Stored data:
########

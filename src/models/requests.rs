//! Request DTOs for the salary API
//!
//! Query parameters accepted by the HTTP endpoints.

use serde::Deserialize;

use crate::error::SalaryError;

/// Echoed back when the caller gives no location.
pub const DEFAULT_LOCATION: &str = "All locations";

/// Query string for `GET /api/salary`.
///
/// Every field is optional at the serde level so that a missing parameter
/// produces our own 400 message instead of the extractor's.
#[derive(Debug, Clone, Default, Deserialize)]
#[serde(rename_all = "camelCase")]
pub struct SalaryParams {
    pub company_name: Option<String>,
    pub job_title: Option<String>,
    pub location: Option<String>,
    pub show_cache_stats: Option<String>,
}

/// Parameters after validation.
#[derive(Debug, Clone, PartialEq)]
pub struct SalaryRequest {
    pub company_name: String,
    pub job_title: String,
    pub location: String,
    pub show_cache_stats: bool,
}

impl SalaryParams {
    /// Checks required parameters. `jobTitle` is checked before `companyName`,
    /// and an empty value counts as missing.
    pub fn validate(self) -> Result<SalaryRequest, SalaryError> {
        let job_title = required(self.job_title, "jobTitle")?;
        let company_name = required(self.company_name, "companyName")?;

        Ok(SalaryRequest {
            company_name,
            job_title,
            location: self
                .location
                .filter(|l| !l.is_empty())
                .unwrap_or_else(|| DEFAULT_LOCATION.to_string()),
            show_cache_stats: self.show_cache_stats.as_deref() == Some("true"),
        })
    }
}

fn required(value: Option<String>, name: &str) -> Result<String, SalaryError> {
    value
        .filter(|v| !v.is_empty())
        .ok_or_else(|| SalaryError::InvalidRequest(format!("Missing required parameter: {}", name)))
}

/// Query string for `DELETE /api/cache`.
#[derive(Debug, Clone, Default, Deserialize)]
pub struct ClearParams {
    pub prefix: Option<String>,
}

########

WHAT TO PRODUCE
Each record must be output exactly, with none omitted.

RESULT FOR THIS EXERCISE
filename src/models/requests.rs
//! Request DTOs for the salary API
//!
//! Query parameters accepted by the HTTP endpoints.

use serde::Deserialize;

use crate::error::SalaryError;

/// Echoed back when the caller gives no location.
pub const DEFAULT_LOCATION: &str = "All locations";

/// Query string for `GET /api/salary`.
///
/// Every field is optional at the serde level so that a missing parameter
/// produces our own 400 message instead of the extractor's.
#[derive(Debug, Clone, Default, Deserialize)]
#[serde(rename_all = "camelCase")]
pub struct SalaryParams {
    pub company_name: Option<String>,
    pub job_title: Option<String>,
    pub location: Option<String>,
    pub show_cache_stats: Option<String>,
}

/// Parameters after validation.
#[derive(Debug, Clone, PartialEq)]
pub struct SalaryRequest {
    pub company_name: String,
    pub job_title: String,
    pub location: String,
    pub show_cache_stats: bool,
}

impl SalaryParams {
    /// Checks required parameters. `jobTitle` is checked before `companyName`,
    /// and an empty value counts as missing.
    pub fn validate(self) -> Result<SalaryRequest, SalaryError> {
        let job_title = required(self.job_title, "jobTitle")?;
        let company_name = required(self.company_name, "companyName")?;

        Ok(SalaryRequest {
            company_name,
            job_title,
            location: self
                .location
                .filter(|l| !l.is_empty())
                .unwrap_or_else(|| DEFAULT_LOCATION.to_string()),
            show_cache_stats: self.show_cache_stats.as_deref() == Some("true"),
        })
    }
}

fn required(value: Option<String>, name: &str) -> Result<String, SalaryError> {
    value
        .filter(|v| !v.is_empty())
        .ok_or_else(|| SalaryError::InvalidRequest(format!("Missing required parameter: {}", name)))
}

/// Query string for `DELETE /api/cache`.
#[derive(Debug, Clone, Default, Deserialize)]
pub struct ClearParams {
    pub prefix: Option<String>,
}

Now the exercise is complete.